With all this rain we’ve been having, I’ve been craving comfort foods in a bad way but with the height of summer upon us, I’ve been hesitant to indulge my desire for decadence. Thus arose my inspiration for this dish and let me tell you, it was positively dreamy. It is at once comforting and satisfying, without leaving you overly full or feeling like you’ve overindulged.
Imagine this: soft creamy eggs poached directly in rich marinara sauce served over polenta and garnished with parmesan cheese. Friends, it doesn’t get much better than this. The fresh basil lends a subtle peppery flavor, while the tomatoes give the dish a bright, sweet, mildly acidic taste.

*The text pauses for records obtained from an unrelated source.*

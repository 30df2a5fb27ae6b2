//! JWT access tokens for the dashboard.
//!
//! Tokens are signed with HS256 using the configured `auth.secret` and carry
//! the user id, email, and role so the middleware can log a useful identity
//! without a database round trip. The user row is still re-read on every
//! request; deleted users lose access when their current token expires or
//! sooner.

use chrono::{Duration, Utc};
use jsonwebtoken::{DecodingKey, EncodingKey, Header, Validation, decode, encode};
use serde::{Deserialize, Serialize};
use uuid::Uuid;

use crate::error::{ServiceError, ServiceResult};
use sacristy_db::db::enums::UserRole;
use sacristy_db::model::user::User;

/// Claims carried by every access token.
#[derive(Debug, Clone, PartialEq, Eq, Serialize, Deserialize)]
pub struct Claims {
    /// User id.
    pub sub: Uuid,
    pub email: String,
    pub role: UserRole,
    /// Issued-at, seconds since the epoch.
    pub iat: i64,
    /// Expiry, seconds since the epoch.
    pub exp: i64,
}

/// ## Summary
/// Issues a signed access token for a user with the configured lifetime.
///
/// ## Errors
/// Returns an error if signing fails, which indicates a malformed secret.
pub fn issue_token(user: &User, secret: &str, ttl_minutes: i64) -> ServiceResult<String> {
    let now = Utc::now();
    let claims = Claims {
        sub: user.id,
        email: user.email.clone(),
        role: user.role,
        iat: now.timestamp(),
        exp: (now + Duration::minutes(ttl_minutes)).timestamp(),
    };

    encode(
        &Header::default(),
        &claims,
        &EncodingKey::from_secret(secret.as_bytes()),
    )
    .map_err(|e| ServiceError::InvalidConfiguration(format!("Failed to sign token: {e}")))
}

/// ## Summary
/// Verifies a token's signature and expiry and returns its claims.
///
/// Every verification failure (bad signature, expired, garbled token)
/// collapses into `NotAuthenticated`; the reason is traced, not surfaced.
///
/// ## Errors
/// Returns `NotAuthenticated` if the token is not acceptable.
pub fn verify_token(token: &str, secret: &str) -> ServiceResult<Claims> {
    decode::<Claims>(
        token,
        &DecodingKey::from_secret(secret.as_bytes()),
        &Validation::default(),
    )
    .map(|data| data.claims)
    .map_err(|err| {
        tracing::trace!("Token verification failed: {}", err);
        ServiceError::NotAuthenticated
    })
}

#[cfg(test)]
mod tests {
    use super::*;
    use chrono::{DateTime, Utc};

    const SECRET: &str = "unit-test-secret";

    fn test_user() -> User {
        User {
            id: Uuid::now_v7(),
            name: "Test User".to_string(),
            email: "test@example.com".to_string(),
            role: UserRole::Staff,
            password_hash: "unused".to_string(),
            updated_at: DateTime::<Utc>::MIN_UTC,
        }
    }

    #[test]
    fn test_issue_and_verify_round_trip() {
        let user = test_user();
        let token = issue_token(&user, SECRET, 60).expect("Failed to issue token");
        let claims = verify_token(&token, SECRET).expect("Failed to verify token");

        assert_eq!(claims.sub, user.id);
        assert_eq!(claims.email, user.email);
        assert_eq!(claims.role, UserRole::Staff);
        assert!(claims.exp > claims.iat);
    }

    #[test]
    fn test_wrong_secret_is_rejected() {
        let token = issue_token(&test_user(), SECRET, 60).expect("Failed to issue token");
        assert!(matches!(
            verify_token(&token, "some-other-secret"),
            Err(ServiceError::NotAuthenticated)
        ));
    }

    #[test]
    fn test_expired_token_is_rejected() {
        // Default validation allows 60 seconds of leeway; expire well past it.
        let token = issue_token(&test_user(), SECRET, -10).expect("Failed to issue token");
        assert!(matches!(
            verify_token(&token, SECRET),
            Err(ServiceError::NotAuthenticated)
        ));
    }

    #[test]
    fn test_garbage_token_is_rejected() {
        assert!(matches!(
            verify_token("not.a.token", SECRET),
            Err(ServiceError::NotAuthenticated)
        ));
    }
}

This dish comes together in about 45 minutes and is so easy to make. It would be perfect for an elegant brunch party but is also simple enough to throw together for a quick weeknight dinner.
1 can of crushed San Marzano tomatoes
2 tablespoon olive oil
1 clove of crushed garlic
1/2 tsp of sugar
Pinch of crushed red pepper flakes
Sea salt and freshly ground pepper
Eggs (as fresh as you can find)
In a small skillet, heat olive oil over medium-high heat. Add garlic and crushed red pepper; cook, stirring, until lightly browned, about 1 minute. Add crushed san marzano tomatoes and bring to a boil; season with sugar, salt and pepper. Reduce heat to a simmer and cook for about fifteen minutes. Add 1 handful of chopped basil leaves.
Gently crack eggs into tomato mixture, cover, and let cook 5 minutes. Remove skillet from heat, uncover, and let stand 2 to 3 minutes.
Using a slotted spoon, place each egg over a triangle of polenta. Spoon sauce over the top and garnish with cheese and fresh basil.